[[ Exercise inputs, beginning ]]

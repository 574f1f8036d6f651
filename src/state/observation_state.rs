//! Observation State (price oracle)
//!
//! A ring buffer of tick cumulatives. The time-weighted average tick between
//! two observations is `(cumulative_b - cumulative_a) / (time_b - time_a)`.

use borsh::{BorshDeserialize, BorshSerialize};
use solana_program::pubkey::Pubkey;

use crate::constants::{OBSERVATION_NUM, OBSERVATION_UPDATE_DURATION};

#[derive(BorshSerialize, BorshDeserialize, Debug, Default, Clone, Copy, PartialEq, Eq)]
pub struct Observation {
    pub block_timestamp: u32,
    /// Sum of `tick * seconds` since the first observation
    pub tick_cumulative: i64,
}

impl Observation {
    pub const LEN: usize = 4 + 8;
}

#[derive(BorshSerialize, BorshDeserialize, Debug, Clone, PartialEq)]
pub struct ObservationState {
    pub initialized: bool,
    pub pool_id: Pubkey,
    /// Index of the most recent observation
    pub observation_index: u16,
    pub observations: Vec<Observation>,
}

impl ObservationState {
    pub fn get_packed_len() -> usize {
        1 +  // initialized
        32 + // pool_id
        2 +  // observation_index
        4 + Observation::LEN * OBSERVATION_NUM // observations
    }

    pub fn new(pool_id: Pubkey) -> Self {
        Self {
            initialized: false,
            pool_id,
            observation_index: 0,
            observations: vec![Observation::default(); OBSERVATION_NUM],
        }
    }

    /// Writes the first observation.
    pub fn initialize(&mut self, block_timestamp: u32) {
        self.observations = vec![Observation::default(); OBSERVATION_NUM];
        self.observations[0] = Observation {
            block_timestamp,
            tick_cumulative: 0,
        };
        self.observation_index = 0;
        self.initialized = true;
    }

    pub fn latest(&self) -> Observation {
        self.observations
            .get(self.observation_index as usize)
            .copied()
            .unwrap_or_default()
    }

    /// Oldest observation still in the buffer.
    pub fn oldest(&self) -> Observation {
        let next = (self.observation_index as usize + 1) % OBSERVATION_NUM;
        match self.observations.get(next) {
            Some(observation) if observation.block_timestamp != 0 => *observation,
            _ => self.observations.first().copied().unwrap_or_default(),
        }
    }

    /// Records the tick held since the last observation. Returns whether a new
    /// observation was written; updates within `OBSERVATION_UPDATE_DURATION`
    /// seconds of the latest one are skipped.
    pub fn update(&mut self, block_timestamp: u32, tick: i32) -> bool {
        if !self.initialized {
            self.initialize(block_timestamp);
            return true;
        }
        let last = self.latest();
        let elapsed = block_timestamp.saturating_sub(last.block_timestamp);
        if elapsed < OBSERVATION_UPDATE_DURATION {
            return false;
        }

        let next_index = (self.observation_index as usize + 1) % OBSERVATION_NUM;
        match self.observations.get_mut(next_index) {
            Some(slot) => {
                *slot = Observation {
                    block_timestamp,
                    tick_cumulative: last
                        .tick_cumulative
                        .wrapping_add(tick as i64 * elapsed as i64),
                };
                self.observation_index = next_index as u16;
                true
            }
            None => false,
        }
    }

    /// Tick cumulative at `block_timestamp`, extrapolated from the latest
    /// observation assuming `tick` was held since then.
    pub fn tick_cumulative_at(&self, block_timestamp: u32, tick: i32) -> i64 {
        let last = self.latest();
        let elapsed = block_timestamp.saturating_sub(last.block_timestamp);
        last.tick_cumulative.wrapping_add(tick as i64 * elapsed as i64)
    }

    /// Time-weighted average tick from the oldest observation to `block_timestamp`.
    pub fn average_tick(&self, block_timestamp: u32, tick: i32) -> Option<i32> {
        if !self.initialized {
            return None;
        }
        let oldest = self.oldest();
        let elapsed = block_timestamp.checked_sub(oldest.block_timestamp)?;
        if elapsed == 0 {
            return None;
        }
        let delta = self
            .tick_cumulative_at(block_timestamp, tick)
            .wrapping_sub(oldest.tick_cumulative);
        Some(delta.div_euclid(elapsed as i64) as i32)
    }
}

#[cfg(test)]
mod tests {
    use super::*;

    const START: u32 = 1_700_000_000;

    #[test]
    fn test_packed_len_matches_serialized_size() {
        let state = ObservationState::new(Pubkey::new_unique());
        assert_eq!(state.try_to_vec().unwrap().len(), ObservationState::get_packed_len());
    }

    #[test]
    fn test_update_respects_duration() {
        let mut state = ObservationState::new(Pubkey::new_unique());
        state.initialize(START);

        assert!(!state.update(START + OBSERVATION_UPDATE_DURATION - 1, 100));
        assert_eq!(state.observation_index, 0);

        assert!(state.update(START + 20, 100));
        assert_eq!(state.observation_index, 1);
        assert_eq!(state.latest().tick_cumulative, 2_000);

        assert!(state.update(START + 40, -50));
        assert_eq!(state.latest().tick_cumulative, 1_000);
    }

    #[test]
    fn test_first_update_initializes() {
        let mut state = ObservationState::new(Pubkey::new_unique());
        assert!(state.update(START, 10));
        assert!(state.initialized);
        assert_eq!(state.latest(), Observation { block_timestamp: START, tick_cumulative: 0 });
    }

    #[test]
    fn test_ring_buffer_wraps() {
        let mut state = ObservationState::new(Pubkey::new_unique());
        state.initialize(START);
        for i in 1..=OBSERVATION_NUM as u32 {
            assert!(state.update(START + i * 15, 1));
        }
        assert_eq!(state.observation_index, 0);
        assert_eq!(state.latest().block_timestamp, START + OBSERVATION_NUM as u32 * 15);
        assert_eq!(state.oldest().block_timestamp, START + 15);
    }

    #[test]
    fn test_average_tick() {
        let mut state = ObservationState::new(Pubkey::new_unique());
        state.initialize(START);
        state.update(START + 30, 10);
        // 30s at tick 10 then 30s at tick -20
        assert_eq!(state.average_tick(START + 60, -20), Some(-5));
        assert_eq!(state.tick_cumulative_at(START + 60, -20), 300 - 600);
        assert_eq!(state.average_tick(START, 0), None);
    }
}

[[ Exercise inputs, end ]]

Lines after the one containing "Some(observation) if observation.block_timestamp" are left out; every line from the start of the entries through that line is restated word for word.

repository 574f1f8036d6f651
filename src/state/observation_state.rs
//! Observation State (price oracle)
//!
//! A ring buffer of tick cumulatives. The time-weighted average tick between
//! two observations is `(cumulative_b - cumulative_a) / (time_b - time_a)`.

use borsh::{BorshDeserialize, BorshSerialize};
use solana_program::pubkey::Pubkey;

use crate::constants::{OBSERVATION_NUM, OBSERVATION_UPDATE_DURATION};

#[derive(BorshSerialize, BorshDeserialize, Debug, Default, Clone, Copy, PartialEq, Eq)]
pub struct Observation {
    pub block_timestamp: u32,
    /// Sum of `tick * seconds` since the first observation
    pub tick_cumulative: i64,
}

impl Observation {
    pub const LEN: usize = 4 + 8;
}

#[derive(BorshSerialize, BorshDeserialize, Debug, Clone, PartialEq)]
pub struct ObservationState {
    pub initialized: bool,
    pub pool_id: Pubkey,
    /// Index of the most recent observation
    pub observation_index: u16,
    pub observations: Vec<Observation>,
}

impl ObservationState {
    pub fn get_packed_len() -> usize {
        1 +  // initialized
        32 + // pool_id
        2 +  // observation_index
        4 + Observation::LEN * OBSERVATION_NUM // observations
    }

    pub fn new(pool_id: Pubkey) -> Self {
        Self {
            initialized: false,
            pool_id,
            observation_index: 0,
            observations: vec![Observation::default(); OBSERVATION_NUM],
        }
    }

    /// Writes the first observation.
    pub fn initialize(&mut self, block_timestamp: u32) {
        self.observations = vec![Observation::default(); OBSERVATION_NUM];
        self.observations[0] = Observation {
            block_timestamp,
            tick_cumulative: 0,
        };
        self.observation_index = 0;
        self.initialized = true;
    }

    pub fn latest(&self) -> Observation {
        self.observations
            .get(self.observation_index as usize)
            .copied()
            .unwrap_or_default()
    }

    /// Oldest observation still in the buffer.
    pub fn oldest(&self) -> Observation {
        let next = (self.observation_index as usize + 1) % OBSERVATION_NUM;
        match self.observations.get(next) {
            Some(observation) if observation.block_timestamp != 0 => *observation,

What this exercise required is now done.